Mas o sujeito se senta no banco dos réus em razão de um fato, de um ato que é atribuído como de sua autoria, e toda a causa girará em torno disso. A disputa da prova terá como objeto o ato, que é a razão de ser do processo. Se não houver um crime, não há um criminoso. Essa história lembra mais ou menos aquela do ovo e da galinha.

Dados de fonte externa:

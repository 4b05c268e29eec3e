//! Shared application state

use quillcheck_billing::{
    HttpGateway, MembershipManager, OrderService, PaymentReconciler, PlanCatalog, QuotaLedger,
    StatusCache,
};
use sqlx::PgPool;

use crate::config::Config;

/// Shared application state, cloned per request
#[derive(Clone)]
pub struct AppState {
    pub pool: PgPool,
    pub catalog: PlanCatalog,
    pub ledger: QuotaLedger,
    pub orders: OrderService,
    pub membership: MembershipManager<HttpGateway>,
    pub reconciler: PaymentReconciler,
}

impl AppState {
    pub fn new(config: &Config, pool: PgPool, status_cache: Option<StatusCache>) -> Self {
        let catalog = PlanCatalog::new(pool.clone());
        let ledger = QuotaLedger::new(pool.clone());
        let orders = OrderService::new(pool.clone(), config.order_ttl_minutes);
        let gateway = HttpGateway::new(config.gateway_config());
        let membership = MembershipManager::new(
            pool.clone(),
            catalog.clone(),
            orders.clone(),
            gateway,
        );
        let reconciler = PaymentReconciler::new(
            pool.clone(),
            orders.clone(),
            config.gateway_secret.clone(),
            status_cache,
        );

        Self {
            pool,
            catalog,
            ledger,
            orders,
            membership,
            reconciler,
        }
    }
}
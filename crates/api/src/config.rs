//! Application configuration

use std::env;

use quillcheck_billing::{GatewayConfig, DEFAULT_PENDING_TTL_MINUTES};

/// Application configuration loaded from environment variables
#[derive(Debug, Clone)]
pub struct Config {
    // Server
    pub bind_address: String,
    pub public_url: String,

    // Database
    pub database_url: String,
    pub database_max_connections: u32,

    // Redis
    pub redis_url: String,
    pub status_cache_ttl_secs: u64,

    // Payment gateway
    pub gateway_base_url: String,
    pub gateway_app_id: String,
    pub gateway_secret: String,
    pub gateway_notify_url: String,

    // Orders
    pub order_ttl_minutes: i64,
}

#[derive(Debug, thiserror::Error)]
pub enum ConfigError {
    #[error("Missing required environment variable: {0}")]
    Missing(&'static str),
    #[error("Weak secret: {0}")]
    WeakSecret(&'static str),
}

impl Config {
    /// Load configuration from environment variables
    pub fn from_env() -> Result<Self, ConfigError> {
        let public_url =
            env::var("PUBLIC_URL").unwrap_or_else(|_| "http://localhost:3000".to_string());

        Ok(Self {
            // Server
            bind_address: env::var("BIND_ADDRESS").unwrap_or_else(|_| "0.0.0.0:3000".to_string()),
            public_url: public_url.clone(),

            // Database
            database_url: env::var("DATABASE_URL")
                .map_err(|_| ConfigError::Missing("DATABASE_URL"))?,
            database_max_connections: env::var("DATABASE_MAX_CONNECTIONS")
                .unwrap_or_else(|_| "20".to_string())
                .parse()
                .unwrap_or(20),

            // Redis
            redis_url: env::var("REDIS_URL")
                .unwrap_or_else(|_| "redis://localhost:6379".to_string()),
            status_cache_ttl_secs: env::var("STATUS_CACHE_TTL_SECS")
                .unwrap_or_else(|_| "3600".to_string())
                .parse()
                .unwrap_or(3600),

            // Payment gateway
            gateway_base_url: env::var("GATEWAY_BASE_URL")
                .map_err(|_| ConfigError::Missing("GATEWAY_BASE_URL"))?,
            gateway_app_id: env::var("GATEWAY_APP_ID")
                .map_err(|_| ConfigError::Missing("GATEWAY_APP_ID"))?,
            gateway_secret: {
                let secret = env::var("GATEWAY_SECRET")
                    .map_err(|_| ConfigError::Missing("GATEWAY_SECRET"))?;
                // The callback signature is only as strong as this secret
                if secret.len() < 16 {
                    return Err(ConfigError::WeakSecret(
                        "GATEWAY_SECRET must be at least 16 characters",
                    ));
                }
                secret
            },
            gateway_notify_url: env::var("GATEWAY_NOTIFY_URL")
                .unwrap_or_else(|_| format!("{}/api/payment/callback", public_url)),

            // Orders
            order_ttl_minutes: env::var("ORDER_TTL_MINUTES")
                .unwrap_or_else(|_| DEFAULT_PENDING_TTL_MINUTES.to_string())
                .parse()
                .unwrap_or(DEFAULT_PENDING_TTL_MINUTES),
        })
    }

    pub fn gateway_config(&self) -> GatewayConfig {
        GatewayConfig {
            base_url: self.gateway_base_url.clone(),
            app_id: self.gateway_app_id.clone(),
            secret: self.gateway_secret.clone(),
            notify_url: self.gateway_notify_url.clone(),
        }
    }
}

De fato, a conduta social do acusado, tantas vezes fruto de uma história de vida aceitável ou até exemplar, pode sucumbir diante de um crime que praticou e que ficou demonstrado o suficiente. Não existe uma espécie de crédito em que exsurge o direito ao erro. Um capricho do destino - um ciúme descontrolado, um desejo carnal mal reprimido, o reflexo de pintura nos olhos, o reflexo do sol nos olhos - desencadeia o paradoxo de uma trajetória ao mesmo tempo admirável e marcada pelo mau cheiro da desgraça.
O Código Penal se importa com a "conduta social" do acusado, mas somente no momento da dosagem da pena. Ou seja, quando já está superado o desafio entre se condenar ou se absolver o indivíduo. Além disso, o que realmente sabe o Juiz sobre a "conduta social" de seus réus? Nada. Absolutamente nada. Pelo menos nas grandes cidades, o juiz nunca tinha visto ou ouvido falar do réu, com quem teve contato superficial durante as audiências, e do qual provavelmente esquecerá o pouco que apreendeu: dos mais leves preconceitos à confiança e dignidade.
Tal como o positivismo pretendeu colocar os códigos legais na frente da sociedade, para que esta se reconhecesse como se estivesse diante de um espelho, os autos do processo funcionam como um espelho particular do próprio criminoso, como um retrato, como um sonho acordado, um pesadelo.